Yo
nací sin tele en color. Acoto más la aseveración, yo nací sin televisión.
Durante muchos años de mi infancia tuve que levantar la vista (una pantalla en
blanco y negro colgaba de un balconcillo esquinero en un bar de mi barrio) para
saber qué acontecía en el mundo exterior. Hasta los doce años no entró en casa
una Sanyo de 32 pulgadas. Mi memoria retiene detalles del magno evento, fue un
sábado a última hora de la tarde, los operarios la desembalaron y la colocaron
encima de un mueblecito de ruedas giratorias y baldas de vidrio, conectaron los
cables a la antena y... ¡e voilà!, se hizo el milagro.

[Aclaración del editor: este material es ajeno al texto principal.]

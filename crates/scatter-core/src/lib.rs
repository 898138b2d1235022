// File: crates/scatter-core/src/lib.rs
// Summary: Core library entry point; exports public API for chart state and rendering.

pub mod chart;
pub mod dataset;
pub mod dimension;
pub mod error;
pub mod geometry;
pub mod layout;
pub mod render;
pub mod scale;
pub mod scene;
pub mod text;
pub mod theme;
pub mod ticks;
pub mod tooltip;
pub mod transition;

pub use chart::ChartState;
pub use dataset::{DataRecord, Dataset};
pub use dimension::{DimensionChoice, XDimension, YDimension};
pub use error::ChartError;
pub use layout::{Layout, CIRCLE_RADIUS};
pub use render::RenderOptions;
pub use scale::LinearScale;
pub use scene::Scene;
pub use text::TextShaper;
pub use theme::Theme;
pub use transition::Transition;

Me sobrecogió el verde refulgente del
césped de la Romareda (ese estadio siempre tendrá un hueco en mi nostalgia). Acostumbrado a
las sobrias tonalidades que iban del negro al blanco quedé traspuesto ante la sobredosis
de cromatismo. Se enfrentaban el Zaragoza
y la Real Sociedad, resigo mentalmente la tipografía galáctica de los números del
marcador (0-0) y siento cercano el regocijo de distinguir a los dinámicos jugadores que permanecían paralizados en mis cromos. Quizás esa noche, que
algunos (siento defraudarlos) podrían marcar en rojo en mi biografía como hito del progreso, murió una parte de mi imaginación.
El
fútbol con el que yo vibré en mi infancia salió de la boca de José Luis
Fernández Abajo, era un locutor radiofónico con una excelente dicción y un ritmo
narrativo ágil y colorido que me ilustró lo que sucedía en los terrenos de juego. Con su
riqueza de vocabulario era más fácil imaginar las jugadas (lances del juego decía
él) y ensamblar realidad y palabra. Las entretenidas retrasmisiones de Fernández
Abajo fueron un bálsamo para paliar el sufrimiento por los colores blanquiazules de mi Espanyol. El locutor combinaba con maestría acción con valoración, el adjetivo certero determinando el matiz (entrada escalofriante, pase
milimétrico, arbitraje riguroso), una visión de conjunto para orientar al oyente (choque a cara de
perro, partido anodino o toma y daca sin tregua). La sinonimia brotaba de la voz de aquel pintor de vocablos: el trencilla sustituía al
archisabido árbitro (también lo citaba como juez de la contienda). Un
cancerbero o arquero para evitar la reiteración de portero. Los volantes o mediocampistas, el delantero centro como estilete, punta de lanza o referencia ofensiva. Una defensa rocosa, un equipo compacto, un técnico visionario, un cambio oportuno, una pena máxima (penalty) inexistente, una caída teatral...
El
Espanyol casi nunca arrollaba a sus contrarios, era habitual que se mostrara
romo en ataque, que se le vieran las costuras a la defensa y que la medular no
carburase lo suficiente. Las dianas (goles en traducción coloquial) costaban en
llegar pero un servidor, con el alma encogida, esperaba como agua de mayo, que
sobre el tapete del Bernabeu o el patatal del Plantío burgalés, se produjese un disparo que
llevase marchamo de gol (una ocasión flagrante made in Fernández Abajo). Ya ven ustedes con qué poco se
conformaba la imaginación de un niño sin tele.